§ **Task to complete**
Count every line of the data that includes "reqwest". State only the number.

§ **Listed entries**
#[cfg(test)]
mod tests {
    use super::*;
    use crate::form::{FieldId, FormState};
    use crate::notify::AlertLog;
    use crate::table::RenderedTable;
    use async_trait::async_trait;
    use carelytics_api::{
        ApiError, ApiResult, NewPatient, PatientDirectory, PatientUpdate,
    };
    use std::sync::Mutex;

    const ANN: &str = r#"{"p1": {"name":"Ann","city":"NYC","age":30,"gender":"F","height":165,"weight":60,"bmi":22.0,"verdict":"normal"}}"#;

    #[derive(Debug, Clone, PartialEq)]
    enum Call {
        View,
        Create(serde_json::Value),
        Edit(String, serde_json::Value),
        Delete(String),
    }

    /// In-process stand-in for the patient server that records every call.
    struct FakeApi {
        calls: Mutex<Vec<Call>>,
        listing: Mutex<PatientDirectory>,
        create_status: StatusCode,
        edit_status: StatusCode,
        delete_status: StatusCode,
        view_status: StatusCode,
    }

    impl FakeApi {
        fn new() -> Self {
            Self {
                calls: Mutex::new(Vec::new()),
                listing: Mutex::new(PatientDirectory::new()),
                create_status: StatusCode::CREATED,
                edit_status: StatusCode::OK,
                delete_status: StatusCode::OK,
                view_status: StatusCode::OK,
            }
        }

        fn with_listing(self, json: &str) -> Self {
            *self.listing.lock().unwrap() = serde_json::from_str(json).unwrap();
            self
        }

        fn calls(&self) -> Vec<Call> {
            self.calls.lock().unwrap().clone()
        }

        fn record(&self, call: Call) {
            self.calls.lock().unwrap().push(call);
        }

        fn check(operation: &'static str, status: StatusCode) -> ApiResult<()> {
            if status.is_success() {
                Ok(())
            } else {
                Err(ApiError::Status { operation, status })
            }
        }
    }

    #[async_trait]
    impl PatientApi for FakeApi {
        async fn list_patients(&self) -> ApiResult<PatientDirectory> {
            self.record(Call::View);
            Self::check("view", self.view_status)?;
            Ok(self.listing.lock().unwrap().clone())
        }

        async fn create_patient(&self, patient: &NewPatient) -> ApiResult<()> {
            self.record(Call::Create(serde_json::to_value(patient).unwrap()));
            Self::check("create", self.create_status)
        }

        async fn update_patient(&self, id: &str, update: &PatientUpdate) -> ApiResult<()> {
            self.record(Call::Edit(
                id.to_string(),
                serde_json::to_value(update).unwrap(),
            ));
            Self::check("edit", self.edit_status)
        }

        async fn delete_patient(&self, id: &str) -> ApiResult<StatusCode> {
            self.record(Call::Delete(id.to_string()));
            Ok(self.delete_status)
        }
    }

    type TestController = PatientTableController<FakeApi, RenderedTable, FormState, AlertLog>;

    fn controller(api: FakeApi, form: FormState) -> TestController {
        PatientTableController::new(
            api,
            PageHandles::new(RenderedTable::new(), form, AlertLog::new()),
        )
    }

    fn complete_form() -> FormState {
        FormState::new()
            .with(FieldId::Pid, "p2")
            .with(FieldId::Name, "Bo")
            .with(FieldId::City, "LA")
            .with(FieldId::Age, "41")
            .with(FieldId::Gender, "male")
            .with(FieldId::Height, "1.8")
            .with(FieldId::Weight, "80")
    }

    #[tokio::test]
    async fn test_load_renders_one_row_per_record() {
        let mut c = controller(FakeApi::new().with_listing(ANN), FormState::new());
        let rows = c.load_patients().await.expect("load succeeds");
        assert_eq!(rows, 1);
        assert_eq!(c.page().table.len(), 1);
        assert_eq!(c.page().table.rows()[0].id, "p1");
        assert_eq!(c.api().calls(), vec![Call::View]);
    }

    #[tokio::test]
    async fn test_load_failure_keeps_table_and_does_not_alert() {
        let mut api = FakeApi::new().with_listing(ANN);
        let mut c = controller(FakeApi::new().with_listing(ANN), FormState::new());
        c.load_patients().await.unwrap();

        api.view_status = StatusCode::INTERNAL_SERVER_ERROR;
        let mut failing = controller(api, FormState::new());
        failing.page_mut().table = c.page().table.clone();

        let err = failing.load_patients().await.expect_err("view fails");
        assert!(matches!(err, ControllerError::LoadFailed(_)));
        assert_eq!(failing.page().table.len(), 1);
        assert!(failing.page().notifier.messages().is_empty());
    }

    #[tokio::test]
    async fn test_select_row_fills_form_from_rendered_record() {
        let mut c = controller(FakeApi::new().with_listing(ANN), FormState::new());
        c.load_patients().await.unwrap();
        c.select_row("p1").expect("row is rendered");

        let form = &c.page().form;
        let expected = [
            (FieldId::Pid, "p1"),
            (FieldId::Name, "Ann"),
            (FieldId::City, "NYC"),
            (FieldId::Age, "30"),
            (FieldId::Gender, "F"),
            (FieldId::Height, "165"),
            (FieldId::Weight, "60"),
        ];
        for (field, value) in expected {
            assert_eq!(form.value(field), value, "field {field}");
        }
    }

    #[tokio::test]
    async fn test_select_unknown_row_leaves_form_untouched() {
        let form = FormState::new().with(FieldId::Name, "typed");
        let mut c = controller(FakeApi::new().with_listing(ANN), form.clone());
        c.load_patients().await.unwrap();

        let err = c.select_row("nope").expect_err("not rendered");
        assert!(matches!(err, ControllerError::UnknownRow(id) if id == "nope"));
        assert_eq!(c.page().form, form);
    }

    #[tokio::test]
    async fn test_add_posts_full_payload_then_reloads() {
        let mut c = controller(FakeApi::new(), complete_form());
        c.add_patient().await.expect("add succeeds");

        assert_eq!(
            c.api().calls(),
            vec![
                Call::Create(serde_json::json!({
                    "id": "p2", "name": "Bo", "city": "LA", "age": 41,
                    "gender": "male", "height": 1.8, "weight": 80
                })),
                Call::View,
            ]
        );
        assert!(c.page().notifier.messages().is_empty());
    }

    #[tokio::test]
    async fn test_add_with_missing_field_sends_nothing_and_names_first_field() {
        let form = complete_form()
            .with(FieldId::Gender, "")
            .with(FieldId::Weight, "x");
        let mut c = controller(FakeApi::new(), form);

        let err = c.add_patient().await.expect_err("gender missing");
        assert!(matches!(err, ControllerError::Validation(_)));
        assert!(c.api().calls().is_empty());
        assert_eq!(
            c.page().notifier.messages(),
            ["Invalid or missing field: gender".to_string()]
        );
    }

    #[tokio::test]
    async fn test_add_rejected_by_server_alerts_and_skips_reload() {
        let mut api = FakeApi::new();
        api.create_status = StatusCode::BAD_REQUEST;
        let mut c = controller(api, complete_form());

        let err = c.add_patient().await.expect_err("server rejects");
        assert!(matches!(err, ControllerError::AddFailed(ref e) if e.status() == Some(StatusCode::BAD_REQUEST)));
        assert_eq!(c.api().calls().len(), 1);
        assert_eq!(c.page().notifier.messages(), ["Add failed".to_string()]);
    }

    #[tokio::test]
    async fn test_update_sends_only_filled_fields() {
        let form = FormState::new()
            .with(FieldId::Pid, "p1")
            .with(FieldId::City, "Leeds")
            .with(FieldId::Age, "31");
        let mut c = controller(FakeApi::new(), form);
        c.update_patient().await.expect("update succeeds");

        assert_eq!(
            c.api().calls(),
            vec![
                Call::Edit("p1".into(), serde_json::json!({"city": "Leeds", "age": 31})),
                Call::View,
            ]
        );
    }

    #[tokio::test]
    async fn test_update_with_blank_form_sends_nothing() {
        let mut c = controller(FakeApi::new(), FormState::new());
        let err = c.update_patient().await.expect_err("no pid");
        assert!(matches!(err, ControllerError::Validation(_)));
        assert!(c.api().calls().is_empty());
        assert_eq!(
            c.page().notifier.messages(),
            ["Patient ID required for update".to_string()]
        );

        let mut c = controller(FakeApi::new(), FormState::new().with(FieldId::Pid, "p1"));
        c.update_patient().await.expect_err("nothing filled");
        assert!(c.api().calls().is_empty());
        assert_eq!(c.page().notifier.messages(), ["Nothing to update".to_string()]);
    }

    #[tokio::test]
    async fn test_update_rejected_by_server_alerts_and_skips_reload() {
        let mut api = FakeApi::new();
        api.edit_status = StatusCode::NOT_FOUND;
        let form = FormState::new()
            .with(FieldId::Pid, "ghost")
            .with(FieldId::Name, "X");
        let mut c = controller(api, form);

        c.update_patient().await.expect_err("unknown id");
        assert_eq!(c.api().calls().len(), 1);
        assert_eq!(c.page().notifier.messages(), ["Update failed".to_string()]);
    }

    #[tokio::test]
    async fn test_delete_reloads_whatever_the_status() {
        for status in [StatusCode::OK, StatusCode::NOT_FOUND, StatusCode::INTERNAL_SERVER_ERROR] {
            let mut api = FakeApi::new().with_listing(ANN);
            api.delete_status = status;
            let mut c = controller(api, FormState::new());

            let returned = c.delete_patient("p1").await.expect("reload succeeds");
            assert_eq!(returned, status);
            assert_eq!(
                c.api().calls(),
                vec![Call::Delete("p1".into()), Call::View]
            );
            assert!(c.page().notifier.messages().is_empty());
        }
    }
}
//! The alert channel.

/// Blocking, user-facing message (the page's `alert`).
pub trait Notifier {
    fn alert(&mut self, message: &str);
}

/// Collects alerts so a front end can show them after an action completes.
#[derive(Clone, Debug, Default, PartialEq, Eq)]
pub struct AlertLog {
    messages: Vec<String>,
}

impl AlertLog {
    pub fn new() -> Self {
        Self::default()
    }

    pub fn messages(&self) -> &[String] {
        &self.messages
    }

    /// Take every pending alert, oldest first.
    pub fn drain(&mut self) -> Vec<String> {
        std::mem::take(&mut self.messages)
    }
}

impl Notifier for AlertLog {
    fn alert(&mut self, message: &str) {
        self.messages.push(message.to_owned());
    }
}
//! # Carelytics API
//!
//! Client side of the patient server's HTTP contract.
//!
//! Contains:
//! - Wire models for the listing, create and edit endpoints (`models`)
//! - The endpoint table (`endpoints`)
//! - The [`PatientApi`] seam and its `reqwest` implementation [`HttpPatientApi`]
//!
//! Used by `carelytics-core`, which owns the table controller. Nothing here touches the view.

#![warn(rust_2018_idioms)]

pub mod client;
pub mod endpoints;
pub mod error;
pub mod models;

pub use client::{HttpPatientApi, PatientApi};
pub use endpoints::Endpoint;
pub use error::{ApiError, ApiResult};
pub use models::{NewPatient, PatientDirectory, PatientRecord, PatientUpdate};
pub use reqwest::{StatusCode, Url};
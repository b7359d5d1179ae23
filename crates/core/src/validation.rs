//! Turning form input into request bodies.
//!
//! Strings are trimmed and must be non-empty. Numeric inputs must parse to a finite number;
//! blank, unparseable and NaN input all count as missing.

use crate::error::ValidationError;
use crate::form::{FieldId, FormFields};
use carelytics_api::{NewPatient, PatientUpdate};
use carelytics_types::{FiniteNumber, NonEmptyText};

fn text<F: FormFields + ?Sized>(form: &F, field: FieldId) -> Option<NonEmptyText> {
    NonEmptyText::new(form.value(field)).ok()
}

fn number<F: FormFields + ?Sized>(form: &F, field: FieldId) -> Option<FiniteNumber> {
    FiniteNumber::parse(form.value(field)).ok()
}

fn required_text<F: FormFields + ?Sized>(
    form: &F,
    field: FieldId,
) -> Result<NonEmptyText, ValidationError> {
    text(form, field).ok_or(ValidationError::MissingField(field.payload_key()))
}

fn required_number<F: FormFields + ?Sized>(
    form: &F,
    field: FieldId,
) -> Result<FiniteNumber, ValidationError> {
    number(form, field).ok_or(ValidationError::MissingField(field.payload_key()))
}

/// Build the `/create` body.
///
/// Fields are checked in payload order (id, name, city, age, gender, height, weight) and the
/// first failure is reported.
pub fn new_patient_from_form<F: FormFields + ?Sized>(
    form: &F,
) -> Result<NewPatient, ValidationError> {
    Ok(NewPatient {
        id: required_text(form, FieldId::Pid)?,
        name: required_text(form, FieldId::Name)?,
        city: required_text(form, FieldId::City)?,
        age: required_number(form, FieldId::Age)?,
        gender: required_text(form, FieldId::Gender)?,
        height: required_number(form, FieldId::Height)?,
        weight: required_number(form, FieldId::Weight)?,
    })
}

/// Build the `/edit/{id}` target and partial body.
///
/// # Errors
///
/// - [`ValidationError::MissingIdentifier`] if `pid` is blank
/// - [`ValidationError::NothingToUpdate`] if no other field holds a usable value
pub fn update_from_form<F: FormFields + ?Sized>(
    form: &F,
) -> Result<(NonEmptyText, PatientUpdate), ValidationError> {
    let id = text(form, FieldId::Pid).ok_or(ValidationError::MissingIdentifier)?;

    let update = PatientUpdate {
        name: text(form, FieldId::Name),
        city: text(form, FieldId::City),
        gender: text(form, FieldId::Gender),
        age: number(form, FieldId::Age),
        height: number(form, FieldId::Height),
        weight: number(form, FieldId::Weight),
    };

    if update.is_empty() {
        return Err(ValidationError::NothingToUpdate);
    }

    Ok((id, update))
}
//! Validated primitives shared by the Carelytics crates.
//!
//! Form input arrives as free text and the server speaks JSON numbers, so the
//! two newtypes here sit on both sides of that boundary:
//! - [`NonEmptyText`] for required string fields
//! - [`FiniteNumber`] for the numeric measurements (age, height, weight, BMI)

/// Errors that can occur when creating validated text types.
#[derive(Debug, thiserror::Error)]
pub enum TextError {
    /// The input text was empty or contained only whitespace
    #[error("Text cannot be empty")]
    Empty,
}

/// A string type that guarantees non-empty content.
///
/// This type wraps a `String` and ensures it contains at least one non-whitespace character.
/// The input is automatically trimmed of leading and trailing whitespace during construction.
#[derive(Debug, Clone, PartialEq, Eq)]
pub struct NonEmptyText(String);

impl NonEmptyText {
    /// Creates a new `NonEmptyText` from the given input.
    ///
    /// The input is trimmed of leading and trailing whitespace. If the trimmed
    /// result is empty, an error is returned.
    ///
    /// # Arguments
    ///
    /// * `input` - Any type that can be converted to a string reference
    ///
    /// # Returns
    ///
    /// Returns `Ok(NonEmptyText)` if the trimmed input is non-empty,
    /// or `Err(TextError::Empty)` if it's empty or contains only whitespace.
    pub fn new(input: impl AsRef<str>) -> Result<Self, TextError> {
        let trimmed = input.as_ref().trim();
        if trimmed.is_empty() {
            return Err(TextError::Empty);
        }
        Ok(Self(trimmed.to_owned()))
    }

    /// Returns the inner string as a string slice.
    pub fn as_str(&self) -> &str {
        &self.0
    }

    pub fn into_inner(self) -> String {
        self.0
    }
}

impl std::fmt::Display for NonEmptyText {
    fn fmt(&self, f: &mut std::fmt::Formatter<'_>) -> std::fmt::Result {
        write!(f, "{}", self.0)
    }
}

impl AsRef<str> for NonEmptyText {
    fn as_ref(&self) -> &str {
        &self.0
    }
}

impl serde::Serialize for NonEmptyText {
    fn serialize<S>(&self, serializer: S) -> Result<S::Ok, S::Error>
    where
        S: serde::Serializer,
    {
        serializer.serialize_str(&self.0)
    }
}

impl<'de> serde::Deserialize<'de> for NonEmptyText {
    fn deserialize<D>(deserializer: D) -> Result<Self, D::Error>
    where
        D: serde::Deserializer<'de>,
    {
        let s = String::deserialize(deserializer)?;
        NonEmptyText::new(&s).map_err(serde::de::Error::custom)
    }
}

/// Errors that can occur when creating a [`FiniteNumber`].
#[derive(Debug, thiserror::Error, PartialEq, Eq)]
pub enum NumberError {
    /// The input text was empty or contained only whitespace
    #[error("number cannot be empty")]
    Empty,
    /// The input text is not a decimal number
    #[error("not a number: {0}")]
    Invalid(String),
    /// The value is NaN or infinite
    #[error("number must be finite")]
    NotFinite,
}

/// Largest magnitude at which every integer is exactly representable as `f64`.
const MAX_SAFE_INTEGER: f64 = 9_007_199_254_740_991.0;

/// A finite `f64` measurement.
///
/// Integral values serialise as JSON integers and display without a fractional
/// part (`30`, not `30.0`), so a value read from the server and written back
/// into a form field round-trips as the user typed it.
#[derive(Debug, Clone, Copy, PartialEq, PartialOrd)]
pub struct FiniteNumber(f64);

impl FiniteNumber {
    /// Wraps `value`, rejecting NaN and infinities.
    pub fn new(value: f64) -> Result<Self, NumberError> {
        if value.is_finite() {
            Ok(Self(value))
        } else {
            Err(NumberError::NotFinite)
        }
    }

    /// Parses user-entered text.
    ///
    /// Surrounding whitespace is ignored. Blank input is [`NumberError::Empty`] rather
    /// than zero, so an untouched form field never counts as a value.
    pub fn parse(input: impl AsRef<str>) -> Result<Self, NumberError> {
        let trimmed = input.as_ref().trim();
        if trimmed.is_empty() {
            return Err(NumberError::Empty);
        }
        let value: f64 = trimmed
            .parse()
            .map_err(|_| NumberError::Invalid(trimmed.to_owned()))?;
        Self::new(value)
    }

    pub fn get(self) -> f64 {
        self.0
    }

    fn as_integer(self) -> Option<i64> {
        if self.0.fract() == 0.0 && self.0.abs() <= MAX_SAFE_INTEGER {
            Some(self.0 as i64)
        } else {
            None
        }
    }
}

impl std::fmt::Display for FiniteNumber {
    fn fmt(&self, f: &mut std::fmt::Formatter<'_>) -> std::fmt::Result {
        match self.as_integer() {
            Some(n) => write!(f, "{}", n),
            None => write!(f, "{}", self.0),
        }
    }
}

impl serde::Serialize for FiniteNumber {
    fn serialize<S>(&self, serializer: S) -> Result<S::Ok, S::Error>
    where
        S: serde::Serializer,
    {
        match self.as_integer() {
            Some(n) => serializer.serialize_i64(n),
            None => serializer.serialize_f64(self.0),
        }
    }
}

impl<'de> serde::Deserialize<'de> for FiniteNumber {
    fn deserialize<D>(deserializer: D) -> Result<Self, D::Error>
    where
        D: serde::Deserializer<'de>,
    {
        let value = f64::deserialize(deserializer)?;
        FiniteNumber::new(value).map_err(serde::de::Error::custom)
    }
}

§ **Reply**
2